I should think that most of us (if we had the time) would be able to
paraphrase that passage with considerable ease. I think that it is a
rather lucid set of sentences. There are accessible ways into the
thinking of Julia Kristeva and her followers. A preliminary list of
useful sources would consist of Graham Allen, 'Intertextuality' (1999),
from Routledge's splendid 'New Critical Idiom' series; Peter Barry,
'English in Practice' (Arnold, 2003), pp. 37-49; and the entries on
'Intertextuality' in Jeremy Hawthorn, 'A Glossary of Literary Theory'
(4th edition; Arnold, 2000), pp. 182-84 and R. Murfin and S.M. Ray, 'The
Bedford Glossary of Literary Terms' (2nd edition; Bedford/St. Martin's,
2003), pp. 219-20.

Regarding Canadians' complicated responses to Shakespeare see, to begin
with, D. Brydon and I.R. Makaryt, eds, 'Shakespeare in Canada: A World
Elsewhere?' (Uni. of Toronto Press, 2003), and Ric Knowles, 'Shakespeare
and Canada: Essays on Production, Translation, and Adaptation' (Peter
Lang, 2004).

Kevin De Ornellas
Queen's University, Belfast

[6]-------------------------------------------------------------
From:           Pat Dolan <This email address is being protected from spambots.
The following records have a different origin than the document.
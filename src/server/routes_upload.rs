//! Report photo upload route.
//!
//! Accepts a multipart form carrying a report key and any number of files,
//! and hands them to the media store as one ingest batch.

use axum::{
    extract::{
        multipart::{MultipartError, MultipartRejection},
        DefaultBodyLimit, Multipart, State,
    },
    http::StatusCode,
    routing::post,
    Extension, Json, Router,
};
use report_media_common::{Error, ReportKey};
use serde::Serialize;

use super::error::AppError;
use super::request_id::RequestId;
use super::AppContext;
use crate::media::UploadedFile;

/// Form field names accepted for the report key.
const REPORT_KEY_FIELDS: &[&str] = &["reportId", "reportKey", "report_id"];

/// Create upload routes.
pub fn upload_routes(max_upload_bytes: usize) -> Router<AppContext> {
    Router::new()
        .route("/upload", post(upload_photos))
        .layer(DefaultBodyLimit::max(max_upload_bytes))
}

/// Response body of a successful upload.
#[derive(Debug, Serialize)]
#[serde(rename_all = "camelCase")]
pub struct UploadResponse {
    pub success: bool,
    pub photo_paths: Vec<String>,
}

/// Store the photos of one report submission.
///
/// Fields carrying a file name are treated as photos; the report key comes
/// from `reportId` (or `reportKey` / `report_id`). Other text fields are
/// ignored.
async fn upload_photos(
    State(ctx): State<AppContext>,
    request_id: Option<Extension<RequestId>>,
    multipart: Result<Multipart, MultipartRejection>,
) -> Result<Json<UploadResponse>, AppError> {
    let result = match multipart {
        Ok(multipart) => ingest_form(&ctx, multipart).await,
        Err(rejection) => Err(Error::invalid_input(format!(
            "expected a multipart/form-data body: {}",
            rejection.body_text()
        ))),
    };

    match result {
        Ok(photo_paths) => Ok(Json(UploadResponse {
            success: true,
            photo_paths,
        })),
        Err(e) => Err(AppError::for_request(e, request_id.as_ref())),
    }
}

async fn ingest_form(ctx: &AppContext, multipart: Multipart) -> Result<Vec<String>, Error> {
    let (report_key, files) = read_form(multipart).await?;
    let report_key = ReportKey::parse(report_key.as_deref().unwrap_or_default())?;
    if files.is_empty() {
        return Err(Error::invalid_input("at least one photo is required"));
    }
    ctx.media.ingest(report_key, files).await
}

/// Map a multipart form down to the report key and the uploaded files.
async fn read_form(
    mut multipart: Multipart,
) -> Result<(Option<String>, Vec<UploadedFile>), Error> {
    let mut report_key = None;
    let mut files = Vec::new();

    while let Some(field) = multipart.next_field().await.map_err(malformed)? {
        let name = field.name().unwrap_or_default().to_string();

        if let Some(file_name) = field.file_name().map(str::to_string) {
            let data = field.bytes().await.map_err(malformed)?;
            // Browsers send an empty, unnamed part for an untouched file input.
            if file_name.is_empty() && data.is_empty() {
                continue;
            }
            files.push(UploadedFile::new(file_name, data));
        } else if REPORT_KEY_FIELDS.contains(&name.as_str()) {
            report_key = Some(field.text().await.map_err(malformed)?);
        } else {
            tracing::trace!(field = %name, "Ignoring form field");
        }
    }

    Ok((report_key, files))
}

fn malformed(e: MultipartError) -> Error {
    if e.status() == StatusCode::PAYLOAD_TOO_LARGE {
        return Error::payload_too_large(e.body_text());
    }
    Error::invalid_input(format!("malformed upload: {}", e.body_text()))
}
You need JavaScript enabled to view it.>
Date:           Wednesday, 30 Jun 2004 11:50:25 -0500
Subject: 15.1368 CFP - Shakespearean Intertexts in Canada
Comment:        Re: SHK 15.1368 CFP - Shakespearean Intertexts in Canada

Taking the second question first. I googled "Shakespeare, Canada, First,
Nations" and came up with the Internet Shakespeare Editions, affiliated
with the University of Victoria as the first hit. Here's what they had
to say:

"Reinforcing the mobilization in the 1970s against British and American
cultural influences was a groundswell of alternative theatres with their
political and artistic revolt against large regional theatres, which
represented the bulk of professional theatre in Canada and most of the
dollars. Surprisingly, however, alternative theatre has been very
receptive to a re-reading of the classics, including Shakespeare, and
has often quickly blurred into the mainstream, as may be seen by the
example of Quebec actor, director, and filmmaker Robert Lepage, who
quickly moved from alternative to mainstream commercial theatres and
became an internationally-acclaimed theatre wizard. Protesting against
the "colonial" attitudes and traditions of British and French-born
directors, against American imports, alternative Shakespeare has often
been "de-stabilized" or "de-centred"; that is, contrary to the populist
desire for entertainment found in summer Shakespeare, alternative
versions staged a politically-charged and serious Bard."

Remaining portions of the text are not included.